The Islamic State group abducted Christian families during its offensive against Assyrian villages in the Al Hasakah Governorate, in north-eastern Syria. That involved about 250 people, but the figure could not be verified. Initial claims that they were executed were later denied.
The area is strategic because it links caliphate-controlled regions in Syria with those in Iraq, and can be used as corridor to bring in weapons, supplies and fighters from Turkey.
Local witnesses report that, following the offensive, more than 5,000 Assyrians (out of 30,000) decided to leave the country, choosing exile for security reason.
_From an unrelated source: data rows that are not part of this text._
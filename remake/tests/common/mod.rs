#![allow(dead_code)]

use std::path::{Path, PathBuf};
use std::process::Output;

use assert_cmd::Command;

/// Path of the built executable, for rule scripts that invoke it recursively.
pub fn remake_bin() -> PathBuf {
  assert_cmd::cargo::cargo_bin("remake")
}

/// A command running the executable in `dir` with a clean environment, so a test run never
/// attaches to an outer build server.
pub fn remake(dir: &Path) -> Command {
  let mut command = Command::cargo_bin("remake").expect("remake binary");
  command
    .current_dir(dir)
    .env_remove("REMAKE_SOCKET")
    .env_remove("REMAKE_JOB_ID");
  command
}

pub fn stdout_of(output: &Output) -> String {
  String::from_utf8_lossy(&output.stdout).into_owned()
}

pub fn stderr_of(output: &Output) -> String {
  String::from_utf8_lossy(&output.stderr).into_owned()
}

/// The number of "Building …" lines a run printed.
pub fn building_count(output: &Output) -> usize {
  stdout_of(output).lines().filter(|l| l.starts_with("Building")).count()
}

pub fn built(output: &Output, target: &str) -> bool {
  stdout_of(output).lines().any(|l| {
    l.strip_prefix("Building ")
      .map(|rest| rest.split(' ').any(|t| t == target))
      .unwrap_or(false)
  })
}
Their community is one of the oldest Christian communities in the Middle East.
Earlier this month the terrorists released a first group of 19 Christians, after the payment of a ransom of about $ 1,700 each.
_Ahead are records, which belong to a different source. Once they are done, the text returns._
use anyhow::{bail, Result};

use crate::path::BuildDir;
use crate::rule::{Override, Rule, RuleSet};
use crate::script::VariableTable;
use crate::store::DepStore;

/// Kind of the next token in a rule or dependency source.
#[derive(Copy, Clone, Eq, PartialEq, Debug)]
pub(crate) enum Token {
  Word,
  Eol,
  Eof,
  Colon,
  Equal,
  Dollar,
  Rightpar,
  Comma,
}

/// Character-level reader over a rule or dependency source. Words, quoting and line
/// continuations follow the Remakefile syntax; the same lexer reads the dependency database.
pub(crate) struct Lexer<'a> {
  src: &'a [u8],
  pos: usize,
}

const SEPARATORS: &[u8] = b" \t\r\n:$(),=\"";

impl<'a> Lexer<'a> {
  #[inline]
  pub fn new(src: &'a str) -> Self { Self { src: src.as_bytes(), pos: 0 } }

  #[inline]
  pub fn at_eof(&self) -> bool { self.pos >= self.src.len() }

  #[inline]
  pub fn peek(&self) -> Option<u8> { self.src.get(self.pos).copied() }

  #[inline]
  pub fn bump(&mut self) { self.pos += 1; }

  #[inline]
  pub fn skip_spaces(&mut self) {
    while let Some(b' ' | b'\t') = self.peek() { self.bump(); }
  }

  #[inline]
  pub fn skip_eol(&mut self) {
    while let Some(b'\r' | b'\n') = self.peek() { self.bump(); }
  }

  /// Skips spaces and returns the kind of the next token, resolving backslash-newline
  /// continuations along the way.
  pub fn next_token(&mut self) -> Token {
    loop {
      self.skip_spaces();
      let Some(c) = self.peek() else { return Token::Eof };
      match c {
        b':' => return Token::Colon,
        b',' => return Token::Comma,
        b'=' => return Token::Equal,
        b'$' => return Token::Dollar,
        b')' => return Token::Rightpar,
        b'\r' | b'\n' => return Token::Eol,
        b'\\' => {
          match self.src.get(self.pos + 1) {
            Some(b'\r' | b'\n') => {
              self.bump();
              self.skip_eol();
            }
            _ => return Token::Word,
          }
        }
        _ => return Token::Word,
      }
    }
  }

  /// Reads one (possibly quoted) word. Returns an empty string when the next character is a
  /// separator or the source is exhausted.
  pub fn read_word(&mut self) -> String {
    let mut word: Vec<u8> = Vec::new();
    let Some(first) = self.peek() else { return String::new() };
    let quoted = first == b'"';
    if quoted {
      self.bump();
    } else if SEPARATORS.contains(&first) {
      return String::new();
    } else {
      word.push(first);
      self.bump();
    }
    while let Some(c) = self.peek() {
      if quoted {
        match c {
          b'\\' => {
            self.bump();
            if let Some(escaped) = self.peek() {
              word.push(escaped);
              self.bump();
            }
          }
          b'"' => {
            self.bump();
            return String::from_utf8_lossy(&word).into_owned();
          }
          _ => {
            word.push(c);
            self.bump();
          }
        }
      } else {
        if SEPARATORS.contains(&c) { break; }
        word.push(c);
        self.bump();
      }
    }
    String::from_utf8_lossy(&word).into_owned()
  }

  /// Reads a list of words, expanding `$(NAME)` references and executing the `addprefix` and
  /// `addsuffix` functions. Stops before any token that cannot start a word.
  pub fn read_words(&mut self, variables: &VariableTable) -> Result<Vec<String>> {
    let mut words = Vec::new();
    loop {
      match self.next_token() {
        Token::Word => words.push(self.read_word()),
        Token::Dollar => {
          self.bump();
          if self.peek() != Some(b'(') {
            bail!("syntax error");
          }
          self.bump();
          let name = self.read_word();
          if name.is_empty() {
            bail!("syntax error");
          }
          if self.next_token() == Token::Rightpar {
            self.bump();
            if let Some(value) = variables.get(&name) {
              words.extend(value.iter().cloned());
            }
          } else {
            self.execute_function(&name, variables, &mut words)?;
          }
        }
        _ => return Ok(words),
      }
    }
  }

  /// Executes the built-in function `name` and appends its result to `dest`.
  fn execute_function(
    &mut self,
    name: &str,
    variables: &VariableTable,
    dest: &mut Vec<String>,
  ) -> Result<()> {
    self.skip_spaces();
    let affix = self.read_word();
    if self.next_token() != Token::Comma {
      bail!("syntax error");
    }
    self.bump();
    let names = self.read_words(variables)?;
    if self.next_token() != Token::Rightpar {
      bail!("syntax error");
    }
    self.bump();
    match name {
      "addprefix" => dest.extend(names.into_iter().map(|n| format!("{affix}{n}"))),
      "addsuffix" => dest.extend(names.into_iter().map(|n| format!("{n}{affix}"))),
      _ => bail!("syntax error"),
    }
    Ok(())
  }
}

/// Parses the rule file `source` into `rules`, `variables` and the dependency groups of `deps`.
/// Targets and prerequisites are normalised with respect to `dir`.
pub fn load_rules(
  source: &str,
  dir: &BuildDir,
  variables: &mut VariableTable,
  rules: &mut RuleSet,
  deps: &mut DepStore,
) -> Result<()> {
  let mut lexer = Lexer::new(source);
  lexer.skip_eol();
  while !lexer.at_eof() {
    match lexer.peek() {
      Some(b'#') => {
        while let Some(c) = lexer.peek() {
          lexer.bump();
          if c == b'\n' { break; }
        }
        lexer.skip_eol();
        continue;
      }
      Some(b' ' | b'\t') => bail!("syntax error"),
      _ => {}
    }
    match lexer.next_token() {
      Token::Word => {
        let name = lexer.read_word();
        if name.is_empty() {
          bail!("syntax error");
        }
        if lexer.next_token() == Token::Equal {
          lexer.bump();
          let value = lexer.read_words(variables)?;
          variables.insert(name, value);
          lexer.skip_eol();
        } else {
          load_rule(&mut lexer, name, dir, variables, rules, deps)?;
        }
      }
      Token::Dollar => load_rule(&mut lexer, String::new(), dir, variables, rules, deps)?,
      Token::Eof => break,
      _ => bail!("syntax error"),
    }
  }
  Ok(())
}

/// Reads one rule starting with target `first` (when nonempty) and registers it.
fn load_rule(
  lexer: &mut Lexer,
  first: String,
  dir: &BuildDir,
  variables: &VariableTable,
  rules: &mut RuleSet,
  deps: &mut DepStore,
) -> Result<()> {
  let mut targets = lexer.read_words(variables)?;
  if !first.is_empty() {
    targets.insert(0, first);
  } else if targets.is_empty() {
    bail!("syntax error");
  }
  let generic = targets[0].matches('%').count() > 0;
  for target in &targets {
    if target.is_empty() {
      bail!("syntax error");
    }
    let percents = target.matches('%').count();
    if generic && percents != 1 {
      bail!("a generic rule requires exactly one % in each of its targets");
    }
    if !generic && percents != 0 {
      bail!("syntax error");
    }
  }
  dir.normalize_all(&mut targets);

  lexer.skip_spaces();
  if lexer.peek() != Some(b':') {
    bail!("syntax error");
  }
  lexer.bump();

  // A header of the form `targets : NAME = words` or `targets : NAME += words` declares a
  // per-target variable override; anything else is a prerequisite list with an optional
  // standalone `|` separating order-only prerequisites.
  let mut rule = Rule::default();
  rule.targets = targets;
  let words = lexer.read_words(variables)?;
  if lexer.next_token() == Token::Equal && is_override_header(&words) {
    lexer.bump();
    let value = lexer.read_words(variables)?;
    rule.overrides.push(Override {
      name: words[0].clone(),
      append: words.len() == 2,
      value,
    });
  } else {
    let mut order_only = false;
    for word in words {
      if word == "|" && !order_only {
        order_only = true;
      } else if order_only {
        rule.order_only.push(word);
      } else {
        rule.prerequisites.push(word);
      }
    }
    dir.normalize_all(&mut rule.prerequisites);
    dir.normalize_all(&mut rule.order_only);
  }

  lexer.skip_spaces();
  match lexer.peek() {
    Some(b'\r' | b'\n') | None => {}
    _ => bail!("syntax error"),
  }
  lexer.skip_eol();

  // Script lines: the first indent character is stripped, the rest is kept verbatim. A comment
  // line interrupts the script.
  let mut script: Vec<u8> = Vec::new();
  while let Some(c) = lexer.peek() {
    match c {
      b' ' | b'\t' => {
        lexer.bump();
        while let Some(l) = lexer.peek() {
          if l == b'\r' || l == b'\n' { break; }
          script.push(l);
          lexer.bump();
        }
      }
      b'\r' | b'\n' => {
        script.push(c);
        lexer.bump();
      }
      _ => break,
    }
  }
  rule.script = String::from_utf8_lossy(&script).into_owned();

  rules.register(rule, deps)
}

#[inline]
fn is_override_header(words: &[String]) -> bool {
  match words {
    [_name] => true,
    [_name, plus] => plus == "+",
    _ => false,
  }
}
Speaking to AsiaNews, the apostolic nuncio noted that "at least 52 Christian families were released without the payment of a ransom." For the prelate, Islamist "militias seized them for use as human shields" against coalition air strikes during their pullback.
"Things are going bad," he said regarding the situation in Syria. "Yesterday was a tough day both in Damascus and Aleppo."
"We could hear planes over our heads, and various rounds of mortar landed in various parts of the capital," he said. The next days "are not going to be any better."
Clashes and violence were also reported in the north, in Aleppo, where Syrian security forces loyal to President Bashar al Assad and rebel groups control sections of the long-divided city.
Last week, UN envoy Staffan De Mistura failed in his attempt to broker a truce. The diplomat had suggested a temporary ceasefire in Aleppo to allow humanitarian aid into the city and give time to come up with a first draft of a political agreement. However, representatives for the rebels and Islamist fighters did not accept the UN-backed truce.
"Our fear was that talks would fail," said the apostolic nuncio. "Now we have to wait and see what happens, but there is little room for optimism."
Since the beginning of the uprising against Syrian President Bashar al Assad in 2011, more than 3.2 million people have fled the country whilst another 7.6 million are internally displaced. At least 200,000 people have been killed in the fighting, many of them civilians.
In the spring of 2013, the Islamic State group emerged out of the cauldron of Syria's civil war, with all its violence and brutality. From that moment, it advanced rapidly, seizing large swathes of Syrian and Iraqi territory, where it imposed a virtual reign of terror.